Data for this task section start

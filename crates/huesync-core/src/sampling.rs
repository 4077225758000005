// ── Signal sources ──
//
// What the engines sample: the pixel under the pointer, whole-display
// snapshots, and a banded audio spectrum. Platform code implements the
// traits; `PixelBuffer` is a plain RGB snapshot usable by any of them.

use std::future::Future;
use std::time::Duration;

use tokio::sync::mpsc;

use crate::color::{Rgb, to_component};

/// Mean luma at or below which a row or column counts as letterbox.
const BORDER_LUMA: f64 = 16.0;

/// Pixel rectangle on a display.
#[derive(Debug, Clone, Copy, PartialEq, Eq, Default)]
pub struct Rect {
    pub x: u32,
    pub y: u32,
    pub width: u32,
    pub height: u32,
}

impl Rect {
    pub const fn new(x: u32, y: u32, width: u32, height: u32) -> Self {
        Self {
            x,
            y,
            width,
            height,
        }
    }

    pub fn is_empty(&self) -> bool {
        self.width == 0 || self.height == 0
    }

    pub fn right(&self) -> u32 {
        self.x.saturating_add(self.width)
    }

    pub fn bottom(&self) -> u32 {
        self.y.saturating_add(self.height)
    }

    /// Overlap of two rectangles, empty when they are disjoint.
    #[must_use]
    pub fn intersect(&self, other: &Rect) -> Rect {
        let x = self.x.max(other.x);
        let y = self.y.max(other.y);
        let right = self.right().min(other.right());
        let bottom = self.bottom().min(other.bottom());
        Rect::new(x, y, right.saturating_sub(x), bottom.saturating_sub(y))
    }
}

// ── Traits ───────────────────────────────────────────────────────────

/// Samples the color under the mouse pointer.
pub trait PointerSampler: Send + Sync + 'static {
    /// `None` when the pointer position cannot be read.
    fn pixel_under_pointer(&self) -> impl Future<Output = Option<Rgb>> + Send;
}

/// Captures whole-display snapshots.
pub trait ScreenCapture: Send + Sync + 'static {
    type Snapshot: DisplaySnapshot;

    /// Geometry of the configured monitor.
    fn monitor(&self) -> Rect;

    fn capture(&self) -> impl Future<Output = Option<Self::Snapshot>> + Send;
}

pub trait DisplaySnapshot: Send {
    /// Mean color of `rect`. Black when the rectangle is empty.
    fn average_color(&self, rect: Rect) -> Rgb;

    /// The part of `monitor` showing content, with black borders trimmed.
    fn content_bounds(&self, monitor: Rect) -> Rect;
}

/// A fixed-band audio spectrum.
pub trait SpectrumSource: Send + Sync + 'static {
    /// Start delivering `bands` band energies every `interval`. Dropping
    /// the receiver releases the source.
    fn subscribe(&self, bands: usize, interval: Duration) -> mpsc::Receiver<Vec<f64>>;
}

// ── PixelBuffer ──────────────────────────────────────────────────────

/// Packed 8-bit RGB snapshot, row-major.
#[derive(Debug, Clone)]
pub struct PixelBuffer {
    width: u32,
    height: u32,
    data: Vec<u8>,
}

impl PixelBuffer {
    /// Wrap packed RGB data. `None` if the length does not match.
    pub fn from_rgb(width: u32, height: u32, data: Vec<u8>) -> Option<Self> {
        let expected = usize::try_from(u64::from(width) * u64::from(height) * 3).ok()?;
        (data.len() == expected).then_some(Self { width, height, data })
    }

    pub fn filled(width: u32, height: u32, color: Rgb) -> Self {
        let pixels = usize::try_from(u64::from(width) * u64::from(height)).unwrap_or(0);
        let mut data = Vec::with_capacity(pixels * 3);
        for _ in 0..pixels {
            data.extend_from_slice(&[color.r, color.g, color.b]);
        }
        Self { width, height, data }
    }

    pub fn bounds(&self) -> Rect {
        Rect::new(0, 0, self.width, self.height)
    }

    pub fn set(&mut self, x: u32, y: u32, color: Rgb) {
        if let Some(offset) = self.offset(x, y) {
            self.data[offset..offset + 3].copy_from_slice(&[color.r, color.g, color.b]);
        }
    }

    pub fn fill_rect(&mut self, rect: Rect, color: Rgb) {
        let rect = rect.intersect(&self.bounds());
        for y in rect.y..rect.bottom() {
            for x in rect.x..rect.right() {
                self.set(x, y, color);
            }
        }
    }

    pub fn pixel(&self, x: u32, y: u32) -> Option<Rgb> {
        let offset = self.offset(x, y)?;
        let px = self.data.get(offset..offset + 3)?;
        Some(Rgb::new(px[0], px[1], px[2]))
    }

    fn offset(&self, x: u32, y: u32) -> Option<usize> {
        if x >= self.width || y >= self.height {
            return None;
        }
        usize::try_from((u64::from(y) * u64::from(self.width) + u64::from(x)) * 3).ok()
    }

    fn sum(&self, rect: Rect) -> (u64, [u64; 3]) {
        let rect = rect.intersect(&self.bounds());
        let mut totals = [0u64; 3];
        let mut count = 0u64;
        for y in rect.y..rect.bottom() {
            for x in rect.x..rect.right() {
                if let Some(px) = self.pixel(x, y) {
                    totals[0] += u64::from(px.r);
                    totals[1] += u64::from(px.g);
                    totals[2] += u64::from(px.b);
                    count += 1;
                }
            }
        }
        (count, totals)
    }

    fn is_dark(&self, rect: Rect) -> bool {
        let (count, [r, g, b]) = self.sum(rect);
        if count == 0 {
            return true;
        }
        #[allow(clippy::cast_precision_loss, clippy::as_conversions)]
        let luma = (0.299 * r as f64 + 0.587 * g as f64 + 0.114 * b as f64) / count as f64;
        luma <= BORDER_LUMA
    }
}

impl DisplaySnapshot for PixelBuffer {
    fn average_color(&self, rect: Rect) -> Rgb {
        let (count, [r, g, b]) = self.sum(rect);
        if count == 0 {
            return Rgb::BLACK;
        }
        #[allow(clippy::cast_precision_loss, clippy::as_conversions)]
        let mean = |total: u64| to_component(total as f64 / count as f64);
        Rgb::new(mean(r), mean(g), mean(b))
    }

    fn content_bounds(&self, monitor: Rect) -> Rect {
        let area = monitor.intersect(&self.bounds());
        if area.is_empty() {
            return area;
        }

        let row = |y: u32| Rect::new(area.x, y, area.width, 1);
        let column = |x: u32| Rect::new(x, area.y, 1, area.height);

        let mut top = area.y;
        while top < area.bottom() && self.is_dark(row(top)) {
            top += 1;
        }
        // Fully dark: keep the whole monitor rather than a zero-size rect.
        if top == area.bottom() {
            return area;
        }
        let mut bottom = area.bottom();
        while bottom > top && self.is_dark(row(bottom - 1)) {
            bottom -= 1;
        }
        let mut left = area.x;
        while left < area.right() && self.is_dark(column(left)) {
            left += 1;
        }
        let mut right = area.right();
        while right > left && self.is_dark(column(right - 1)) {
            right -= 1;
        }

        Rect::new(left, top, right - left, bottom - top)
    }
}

Data for this task section end
Data for this task section start

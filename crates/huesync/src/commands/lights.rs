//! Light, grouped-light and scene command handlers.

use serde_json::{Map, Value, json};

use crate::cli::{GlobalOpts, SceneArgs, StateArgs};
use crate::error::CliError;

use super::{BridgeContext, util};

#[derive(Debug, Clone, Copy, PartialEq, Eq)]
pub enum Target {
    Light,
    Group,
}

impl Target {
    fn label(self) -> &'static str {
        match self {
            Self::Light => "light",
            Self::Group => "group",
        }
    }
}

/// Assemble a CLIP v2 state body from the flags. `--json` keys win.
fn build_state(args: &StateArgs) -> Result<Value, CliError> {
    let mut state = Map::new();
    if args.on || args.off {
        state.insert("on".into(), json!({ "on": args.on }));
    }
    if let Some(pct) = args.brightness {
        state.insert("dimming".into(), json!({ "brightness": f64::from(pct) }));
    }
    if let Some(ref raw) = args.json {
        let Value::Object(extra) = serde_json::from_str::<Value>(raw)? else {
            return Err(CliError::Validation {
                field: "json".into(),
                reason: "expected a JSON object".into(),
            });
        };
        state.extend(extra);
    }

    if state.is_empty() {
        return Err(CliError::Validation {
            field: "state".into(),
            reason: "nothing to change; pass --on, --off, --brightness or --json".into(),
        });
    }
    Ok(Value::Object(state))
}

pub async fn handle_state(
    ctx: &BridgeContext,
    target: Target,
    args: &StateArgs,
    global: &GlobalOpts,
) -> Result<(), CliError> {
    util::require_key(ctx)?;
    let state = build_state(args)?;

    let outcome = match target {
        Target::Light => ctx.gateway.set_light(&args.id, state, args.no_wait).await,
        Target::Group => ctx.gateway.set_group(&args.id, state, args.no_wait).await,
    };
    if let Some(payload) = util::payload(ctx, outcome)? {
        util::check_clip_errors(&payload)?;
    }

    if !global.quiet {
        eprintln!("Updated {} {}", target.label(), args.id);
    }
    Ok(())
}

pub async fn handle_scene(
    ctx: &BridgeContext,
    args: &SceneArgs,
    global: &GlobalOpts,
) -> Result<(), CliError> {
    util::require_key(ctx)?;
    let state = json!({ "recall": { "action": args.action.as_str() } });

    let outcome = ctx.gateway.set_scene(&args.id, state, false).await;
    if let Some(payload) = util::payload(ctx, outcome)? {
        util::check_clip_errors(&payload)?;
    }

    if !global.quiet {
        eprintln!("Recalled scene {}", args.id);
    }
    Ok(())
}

Data for this task section end

● **Problem description**
Read the data above and pull out each line that holds the string "other".

● **Task result**
    pub fn intersect(&self, other: &Rect) -> Rect {
        let x = self.x.max(other.x);
        let y = self.y.max(other.y);
        let right = self.right().min(other.right());
        let bottom = self.bottom().min(other.bottom());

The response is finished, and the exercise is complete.